▶ _WHAT TO PRODUCE_
Write out the data again in full, exactly as it reads.

▶ _DATA SHOWN_
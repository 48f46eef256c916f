//! Production [`Courier`]: renders survivors and pushes them through the
//! rate-limited messenger.

use std::sync::Arc;

use async_trait::async_trait;

use flatwatch_core::score::BuildingGroup;
use flatwatch_core::storage::ShortLinkStore;
use flatwatch_types::Listing;

use crate::callbacks;
use crate::delivery::{Keyboard, Messenger, SendOutcome};
use crate::dispatcher::Courier;
use crate::render;

/// Telegram photo captions are shorter than messages.
const MAX_CAPTION_LEN: usize = 1024;

/// Renders listings and summaries, stores callback payloads, and sends.
pub struct ListingCourier {
    messenger: Arc<Messenger>,
    links: Arc<dyn ShortLinkStore>,
    max_photos: usize,
}

impl ListingCourier {
    /// Build the courier.
    #[must_use]
    pub fn new(
        messenger: Arc<Messenger>,
        links: Arc<dyn ShortLinkStore>,
        max_photos: usize,
    ) -> Self {
        Self {
            messenger,
            links,
            max_photos,
        }
    }

    async fn listing_buttons(&self, listing: &Listing) -> Option<Keyboard> {
        let code = callbacks::encode_payload(self.links.as_ref(), &listing.url)
            .await
            .ok()?;
        Some(vec![vec![
            ("🔗 Открыть".to_string(), format!("open_ad:{code}")),
            ("🔕 Скрыть".to_string(), format!("mute_ad:{code}")),
        ]])
    }
}

#[async_trait]
impl Courier for ListingCourier {
    async fn deliver_listing(&self, chat_id: i64, listing: &Listing) -> SendOutcome {
        let text = render::format_listing(listing);

        if listing.photos.is_empty() {
            let buttons = self.listing_buttons(listing).await;
            return self.messenger.send_text(chat_id, &text, buttons).await;
        }

        let photos: Vec<String> = listing
            .photos
            .iter()
            .take(self.max_photos)
            .cloned()
            .collect();
        let caption = if text.chars().count() > MAX_CAPTION_LEN {
            let mut short: String = text.chars().take(MAX_CAPTION_LEN - 1).collect();
            short.push('…');
            short
        } else {
            text
        };
        self.messenger
            .send_media_group(chat_id, &photos, &caption)
            .await
    }

    async fn deliver_summary(&self, chat_id: i64, groups: &[BuildingGroup]) -> SendOutcome {
        let text = render::format_summary(groups);

        let mut keyboard: Keyboard = Vec::with_capacity(groups.len());
        for group in groups {
            match callbacks::encode_payload(self.links.as_ref(), &format!("house:{}", group.key))
                .await
            {
                Ok(code) => {
                    let label = format!(
                        "🏠 {} ({})",
                        truncate(&group.address, 24),
                        group.listings.len()
                    );
                    keyboard.push(vec![(label, format!("show_house|{code}|0"))]);
                }
                Err(e) => {
                    // The summary still goes out, just without this button.
                    tracing::warn!(error = %e, "short-link write failed for group button");
                }
            }
        }

        let buttons = (!keyboard.is_empty()).then_some(keyboard);
        self.messenger.send_text(chat_id, &text, buttons).await
    }
}

fn truncate(text: &str, max_chars: usize) -> String {
    if text.chars().count() <= max_chars {
        text.to_string()
    } else {
        let mut out: String = text.chars().take(max_chars - 1).collect();
        out.push('…');
        out
    }
}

▶ _ANSWER BOX_
repository 48f46eef256c916f
//! Production [`Courier`]: renders survivors and pushes them through the
//! rate-limited messenger.

use std::sync::Arc;

use async_trait::async_trait;

use flatwatch_core::score::BuildingGroup;
use flatwatch_core::storage::ShortLinkStore;
use flatwatch_types::Listing;

use crate::callbacks;
use crate::delivery::{Keyboard, Messenger, SendOutcome};
use crate::dispatcher::Courier;
use crate::render;

/// Telegram photo captions are shorter than messages.
const MAX_CAPTION_LEN: usize = 1024;

/// Renders listings and summaries, stores callback payloads, and sends.
pub struct ListingCourier {
    messenger: Arc<Messenger>,
    links: Arc<dyn ShortLinkStore>,
    max_photos: usize,
}

impl ListingCourier {
    /// Build the courier.
    #[must_use]
    pub fn new(
        messenger: Arc<Messenger>,
        links: Arc<dyn ShortLinkStore>,
        max_photos: usize,
    ) -> Self {
        Self {
            messenger,
            links,
            max_photos,
        }
    }

    async fn listing_buttons(&self, listing: &Listing) -> Option<Keyboard> {
        let code = callbacks::encode_payload(self.links.as_ref(), &listing.url)
            .await
            .ok()?;
        Some(vec![vec![
            ("🔗 Открыть".to_string(), format!("open_ad:{code}")),
            ("🔕 Скрыть".to_string(), format!("mute_ad:{code}")),
        ]])
    }
}

#[async_trait]
impl Courier for ListingCourier {
    async fn deliver_listing(&self, chat_id: i64, listing: &Listing) -> SendOutcome {
        let text = render::format_listing(listing);

        if listing.photos.is_empty() {
            let buttons = self.listing_buttons(listing).await;
            return self.messenger.send_text(chat_id, &text, buttons).await;
        }

        let photos: Vec<String> = listing
            .photos
            .iter()
            .take(self.max_photos)
            .cloned()
            .collect();
        let caption = if text.chars().count() > MAX_CAPTION_LEN {
            let mut short: String = text.chars().take(MAX_CAPTION_LEN - 1).collect();
            short.push('…');
            short
        } else {
            text
        };
        self.messenger
            .send_media_group(chat_id, &photos, &caption)
            .await
    }

    async fn deliver_summary(&self, chat_id: i64, groups: &[BuildingGroup]) -> SendOutcome {
        let text = render::format_summary(groups);

        let mut keyboard: Keyboard = Vec::with_capacity(groups.len());
        for group in groups {
            match callbacks::encode_payload(self.links.as_ref(), &format!("house:{}", group.key))
                .await
            {
                Ok(code) => {
                    let label = format!(
                        "🏠 {} ({})",
                        truncate(&group.address, 24),
                        group.listings.len()
                    );
                    keyboard.push(vec![(label, format!("show_house|{code}|0"))]);
                }
                Err(e) => {
                    // The summary still goes out, just without this button.
                    tracing::warn!(error = %e, "short-link write failed for group button");
                }
            }
        }

        let buttons = (!keyboard.is_empty()).then_some(keyboard);
        self.messenger.send_text(chat_id, &text, buttons).await
    }
}

fn truncate(text: &str, max_chars: usize) -> String {
    if text.chars().count() <= max_chars {
        text.to_string()
    } else {
        let mut out: String = text.chars().take(max_chars - 1).collect();
        out.push('…');
        out
    }
}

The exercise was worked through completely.